Protein Folding Disorders: Amyloidoses In a number of human disorders (amyloidoses; including Alzheimer disease), a soluble protein that is normally produced by a cell adopts a misfolded state and converts into an insoluble extracellular amyloid fiber (Fig. 4-32a). Commonly, fiber formation is promoted by the aggregation of regions of proteins that have a ß conformation. In Alzheimer disease, proteolytic cleavage of a neuronal membrane protein (amyloid-ß precursor protein, APP) produces an -helical membrane-spanning peptide (amyloid-ß peptide) that converts to the ß conformation and aggregates into amyloid fibrils (Fig. 4-32 b & c). The extracellular deposition of amyloid fibrils is associated with plaque formation and ultimately death of the nearby neurons.
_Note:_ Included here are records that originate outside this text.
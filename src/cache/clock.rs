//! Clock Module
//!
//! Millisecond time sources used to stamp and check expiration.

use std::sync::atomic::{AtomicU64, Ordering};
use std::sync::Arc;
use std::time::{SystemTime, UNIX_EPOCH};

// == Clock Trait ==
/// Source of the current time in milliseconds.
///
/// Expiration timestamps are absolute values on the same clock, so a cache
/// must keep using one clock for its whole lifetime.
pub trait Clock: Send + Sync {
    /// Returns the current time in milliseconds.
    fn now_ms(&self) -> u64;
}

// == System Clock ==
/// Wall clock reading Unix-epoch milliseconds.
#[derive(Debug, Clone, Copy, Default)]
pub struct SystemClock;

impl Clock for SystemClock {
    fn now_ms(&self) -> u64 {
        current_timestamp_ms()
    }
}

// == Manual Clock ==
/// Clock that only moves when told to.
///
/// Clones share the same underlying time, so a handle kept outside the cache
/// can drive the cache's notion of "now".
#[derive(Debug, Clone, Default)]
pub struct ManualClock {
    now: Arc<AtomicU64>,
}

impl ManualClock {
    /// Creates a manual clock starting at `start_ms`.
    pub fn new(start_ms: u64) -> Self {
        Self {
            now: Arc::new(AtomicU64::new(start_ms)),
        }
    }

    /// Sets the current time.
    pub fn set(&self, now_ms: u64) {
        self.now.store(now_ms, Ordering::SeqCst);
    }

    /// Moves the clock forward by `delta_ms`, stopping at `u64::MAX`.
    pub fn advance(&self, delta_ms: u64) {
        // The closure always returns Some, so the update cannot fail
        let _ = self
            .now
            .fetch_update(Ordering::SeqCst, Ordering::SeqCst, |now| {
                Some(now.saturating_add(delta_ms))
            });
    }
}

impl Clock for ManualClock {
    fn now_ms(&self) -> u64 {
        self.now.load(Ordering::SeqCst)
    }
}

// == Utility Functions ==
/// Returns current Unix timestamp in milliseconds, or 0 if the system clock
/// reads earlier than the epoch.
pub fn current_timestamp_ms() -> u64 {
    SystemTime::now()
        .duration_since(UNIX_EPOCH)
        .map(|d| d.as_millis() as u64)
        .unwrap_or(0)
}
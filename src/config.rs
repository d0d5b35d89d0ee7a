//! Configuration Module
//!
//! Cache options with defaults, loadable from environment variables or JSON.

use std::env;
use std::str::FromStr;
use std::time::Duration;

use serde::{Deserialize, Serialize};

use crate::cache::{DEFAULT_CACHE_NAME, DEFAULT_CLEANUP_INTERVAL_MS, DEFAULT_MAX_SIZE};
use crate::error::{CacheError, Result};

/// Cache construction options.
///
/// Every field is optional when deserializing; missing fields take defaults.
#[derive(Debug, Clone, PartialEq, Eq, Serialize, Deserialize)]
#[serde(default, rename_all = "camelCase")]
pub struct CacheOptions {
    /// Maximum number of entries the cache can hold
    pub max_size: usize,
    /// Minimum milliseconds between lazy cleanup sweeps
    #[serde(rename = "cleanupInterval")]
    pub cleanup_interval_ms: u64,
    /// Name shown in cleanup log lines
    pub name: String,
}

impl CacheOptions {
    /// Creates options with default values.
    pub fn new() -> Self {
        Self::default()
    }

    pub fn with_max_size(mut self, max_size: usize) -> Self {
        self.max_size = max_size;
        self
    }

    pub fn with_cleanup_interval_ms(mut self, interval_ms: u64) -> Self {
        self.cleanup_interval_ms = interval_ms;
        self
    }

    /// Sets the cleanup interval, truncated to whole milliseconds and capped
    /// at `u64::MAX`.
    pub fn with_cleanup_interval(self, interval: Duration) -> Self {
        let interval_ms = u64::try_from(interval.as_millis()).unwrap_or(u64::MAX);
        self.with_cleanup_interval_ms(interval_ms)
    }

    pub fn with_name(mut self, name: impl Into<String>) -> Self {
        self.name = name.into();
        self
    }

    /// Returns the cleanup interval as a `Duration`.
    pub fn cleanup_interval(&self) -> Duration {
        Duration::from_millis(self.cleanup_interval_ms)
    }

    /// Loads options from environment variables.
    ///
    /// # Environment Variables
    /// - `CACHE_MAX_SIZE` - Maximum cache entries (default: 1000)
    /// - `CACHE_CLEANUP_INTERVAL_MS` - Sweep interval in ms (default: 300000)
    /// - `CACHE_NAME` - Name used in log lines (default: BoundedTtlCache)
    ///
    /// Unset variables fall back to defaults; unparsable ones are an error.
    pub fn from_env() -> Result<Self> {
        Self::from_lookup(|name| env::var(name).ok())
    }

    /// Loads options through an arbitrary variable lookup.
    pub fn from_lookup<F>(lookup: F) -> Result<Self>
    where
        F: Fn(&str) -> Option<String>,
    {
        let defaults = Self::default();
        Ok(Self {
            max_size: parse_var(&lookup, "CACHE_MAX_SIZE")?.unwrap_or(defaults.max_size),
            cleanup_interval_ms: parse_var(&lookup, "CACHE_CLEANUP_INTERVAL_MS")?
                .unwrap_or(defaults.cleanup_interval_ms),
            name: lookup("CACHE_NAME").unwrap_or(defaults.name),
        })
    }

    /// Parses options from a JSON object such as
    /// `{"maxSize": 500, "cleanupInterval": 60000}`.
    ///
    /// Any other JSON value, arrays included, is rejected.
    pub fn from_json(json: &str) -> Result<Self> {
        let value: serde_json::Value = serde_json::from_str(json)?;
        if !value.is_object() {
            return Err(CacheError::MalformedOptions(serde::de::Error::custom(
                "cache options must be a JSON object",
            )));
        }
        Ok(serde_json::from_value(value)?)
    }
}

impl Default for CacheOptions {
    fn default() -> Self {
        Self {
            max_size: DEFAULT_MAX_SIZE,
            cleanup_interval_ms: DEFAULT_CLEANUP_INTERVAL_MS,
            name: DEFAULT_CACHE_NAME.to_string(),
        }
    }
}

fn parse_var<F, V>(lookup: &F, name: &str) -> Result<Option<V>>
where
    F: Fn(&str) -> Option<String>,
    V: FromStr,
{
    match lookup(name) {
        None => Ok(None),
        Some(raw) => raw
            .trim()
            .parse()
            .map(Some)
            .map_err(|_| CacheError::InvalidOption {
                name: name.to_string(),
                value: raw,
            }),
    }
}
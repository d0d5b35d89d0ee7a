//! Cache Record Module
//!
//! Defines a stored value paired with its absolute expiration time.

// == Cache Record ==
/// A single cached value and the instant it stops being live.
#[derive(Debug, Clone, PartialEq, Eq)]
pub struct CacheRecord<T> {
    /// The stored value
    pub value: T,
    /// Expiration timestamp in clock milliseconds
    pub expire_at: u64,
}

impl<T> CacheRecord<T> {
    // == Constructor ==
    /// Creates a record expiring `ttl_ms` after `now`.
    ///
    /// Negative TTLs clamp to zero, so the record is already expired at `now`.
    pub fn new(value: T, now: u64, ttl_ms: i64) -> Self {
        let ttl = ttl_ms.max(0) as u64;
        Self {
            value,
            expire_at: now.saturating_add(ttl),
        }
    }

    // == Is Expired ==
    /// Checks whether the record is expired at `now`.
    ///
    /// Boundary condition: a record whose `expire_at` equals `now` is expired.
    pub fn is_expired_at(&self, now: u64) -> bool {
        self.expire_at <= now
    }
}
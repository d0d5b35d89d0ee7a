//! Property-Based Tests for Cache Module
//!
//! Uses proptest to check the cache against a simple reference model.

use proptest::prelude::*;
use std::collections::VecDeque;

use crate::cache::{BoundedTtlCache, Clock, ManualClock};
use crate::config::CacheOptions;

// == Test Configuration ==
const START: u64 = 1_000_000;
const TEST_CLEANUP_INTERVAL: u64 = 50;

// == Strategies ==
/// Small key space so sequences revisit keys often
fn key_strategy() -> impl Strategy<Value = String> {
    "[a-h]".prop_map(|s| s)
}

#[derive(Debug, Clone)]
enum CacheOp {
    Set { key: String, value: u32, ttl: i64 },
    Get { key: String },
    Delete { key: String },
    Advance { ms: u64 },
}

fn cache_op_strategy() -> impl Strategy<Value = CacheOp> {
    prop_oneof![
        (key_strategy(), any::<u32>(), -10i64..200)
            .prop_map(|(key, value, ttl)| CacheOp::Set { key, value, ttl }),
        key_strategy().prop_map(|key| CacheOp::Get { key }),
        key_strategy().prop_map(|key| CacheOp::Delete { key }),
        (0u64..60).prop_map(|ms| CacheOp::Advance { ms }),
    ]
}

fn new_cache(max_size: usize) -> (BoundedTtlCache<u32, ManualClock>, ManualClock) {
    let clock = ManualClock::new(START);
    let options = CacheOptions::new()
        .with_max_size(max_size)
        .with_cleanup_interval_ms(TEST_CLEANUP_INTERVAL);
    (BoundedTtlCache::with_clock(options, clock.clone()), clock)
}

// == Reference Model ==
/// Straightforward LRU + TTL model: front = oldest.
struct Model {
    entries: VecDeque<(String, u32, u64)>,
    max_size: usize,
    interval: u64,
    last_cleanup: u64,
}

impl Model {
    fn new(max_size: usize) -> Self {
        Self {
            entries: VecDeque::new(),
            max_size,
            interval: TEST_CLEANUP_INTERVAL,
            last_cleanup: 0,
        }
    }

    fn position(&self, key: &str) -> Option<usize> {
        self.entries.iter().position(|(k, _, _)| k == key)
    }

    fn maybe_cleanup(&mut self, now: u64) {
        if now - self.last_cleanup < self.interval {
            return;
        }
        self.last_cleanup = now;
        self.entries.retain(|(_, _, expire_at)| *expire_at > now);
    }

    fn get(&mut self, key: &str, now: u64) -> Option<u32> {
        self.maybe_cleanup(now);
        let pos = self.position(key)?;
        let entry = self.entries.remove(pos)?;
        if entry.2 > now {
            let value = entry.1;
            self.entries.push_back(entry);
            Some(value)
        } else {
            None
        }
    }

    fn set(&mut self, key: &str, value: u32, ttl: i64, now: u64) {
        self.maybe_cleanup(now);
        if let Some(pos) = self.position(key) {
            self.entries.remove(pos);
        }
        if self.entries.len() >= self.max_size {
            self.entries.pop_front();
        }
        self.entries
            .push_back((key.to_string(), value, now + ttl.max(0) as u64));
    }

    fn delete(&mut self, key: &str) {
        if let Some(pos) = self.position(key) {
            self.entries.remove(pos);
        }
    }

    fn keys(&self) -> Vec<String> {
        self.entries.iter().map(|(k, _, _)| k.clone()).collect()
    }
}

proptest! {
    #![proptest_config(ProptestConfig::with_cases(200))]

    // Any interleaving of operations behaves exactly like the reference model,
    // including lookup results and LRU order.
    #[test]
    fn prop_matches_reference_model(
        max_size in 1usize..6,
        ops in prop::collection::vec(cache_op_strategy(), 1..80)
    ) {
        let (mut cache, clock) = new_cache(max_size);
        let mut model = Model::new(max_size);

        for op in ops {
            let now = clock.now_ms();
            match op {
                CacheOp::Set { key, value, ttl } => {
                    cache.set(key.clone(), value, ttl);
                    model.set(&key, value, ttl, now);
                }
                CacheOp::Get { key } => {
                    let actual = cache.get(&key).copied();
                    let expected = model.get(&key, now);
                    prop_assert_eq!(actual, expected, "Lookup mismatch for {}", key);
                }
                CacheOp::Delete { key } => {
                    cache.delete(&key);
                    model.delete(&key);
                }
                CacheOp::Advance { ms } => clock.advance(ms),
            }

            let actual_keys: Vec<String> = cache.iter().map(|(k, _)| k.to_string()).collect();
            prop_assert_eq!(actual_keys, model.keys(), "LRU order mismatch");
        }
    }

    // After every set, the number of entries never exceeds the capacity.
    #[test]
    fn prop_capacity_enforcement(
        max_size in 1usize..20,
        entries in prop::collection::vec((key_strategy(), -5i64..500), 1..200)
    ) {
        let (mut cache, clock) = new_cache(max_size);

        for (key, ttl) in entries {
            cache.set(key, 0, ttl);
            clock.advance(3);
            prop_assert!(
                cache.len() <= max_size,
                "Cache size {} exceeds max {}",
                cache.len(),
                max_size
            );
        }
    }

    // total == active + expired == len() for any reachable state.
    #[test]
    fn prop_stats_consistency(ops in prop::collection::vec(cache_op_strategy(), 1..80)) {
        let (mut cache, clock) = new_cache(4);

        for op in ops {
            match op {
                CacheOp::Set { key, value, ttl } => cache.set(key, value, ttl),
                CacheOp::Get { key } => { cache.get(&key); }
                CacheOp::Delete { key } => { cache.delete(&key); }
                CacheOp::Advance { ms } => clock.advance(ms),
            }

            let stats = cache.stats();
            prop_assert_eq!(stats.total, stats.active + stats.expired);
            prop_assert_eq!(stats.total, cache.len());
            prop_assert_eq!(stats.max_size, 4);
        }
    }

    // Deleting an absent key leaves contents and order untouched.
    #[test]
    fn prop_delete_absent_is_noop(
        keys in prop::collection::vec("[a-d]", 0..10),
        absent in "[x-z]"
    ) {
        let (mut cache, _) = new_cache(8);
        for (i, key) in keys.iter().enumerate() {
            cache.set(key.clone(), i as u32, 1_000);
        }
        let before: Vec<(String, u32)> =
            cache.iter().map(|(k, v)| (k.to_string(), *v)).collect();

        prop_assert!(!cache.delete(&absent));

        let after: Vec<(String, u32)> =
            cache.iter().map(|(k, v)| (k.to_string(), *v)).collect();
        prop_assert_eq!(before, after);
    }

    // A key that was touched by get just before the cache fills up is never
    // the one evicted.
    #[test]
    fn prop_lru_access_tracking(capacity in 2usize..8, touched in 0usize..8) {
        prop_assume!(touched < capacity);
        let (mut cache, _) = new_cache(capacity);

        for i in 0..capacity {
            cache.set(format!("k{}", i), i as u32, 1_000);
        }
        let touched_key = format!("k{}", touched);
        prop_assert!(cache.get(&touched_key).is_some());

        cache.set("new", 99, 1_000);

        let expected_evicted = if touched == 0 { "k1" } else { "k0" };
        prop_assert!(cache.get(expected_evicted).is_none());
        prop_assert!(cache.get(&touched_key).is_some());
        prop_assert_eq!(cache.len(), capacity);
    }
}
Protein Folding Disorders: Prion Diseases (I) In the neurodegenerative diseases known as spongiform encephalopathies, a misfolded form of a normal neuronal protein PrP is responsible for disease. Spongiform encephalopathies occur in many species of animals. In humans, the disorders are known as kuru and Creutzfeld-Jacob disease. In cows, the disorder is known as mad cow disease. In sheep it is called scrapie, and in deer and elk, it is called chronic wasting disease. The diseased brain becomes riddled with holes (Fig. 1, Box 4-6). Progressive deterioration of the brain leads to a spectrum of neurological symptoms, and is always fatal.
Protein Folding Disorders: Prion Diseases (II) Prion protein (PrP) is a normal constituent of brain tissue in all mammals. The protein is thought to possibly function in cell signaling. Illness occurs when the normal cellular PrP (PrPC) folds into an altered conformation called PrPSc (Sc denotes scrapie) (Fig. 2, Box 4-6). In PrPSc, part of the -helical region of PrPC is converted to the ß conformation. PrPSc monomers then associate forming amyloid-like ß sheets. Importantly, the interaction of PrPSc with PrPC converts the latter to PrPSc, initiating a domino effect in which more and more of the brain protein converts to the disease-causing form. For this reason PrPSc is infectious. The mechanism by which PrPSc leads to spongiform encephalopathy is not understood. In inherited forms of prion diseases, a mutation in the gene encoding PrP produces a change in one amino acid residue that is believed to make the conversion of PrPC to PrPSc more likely.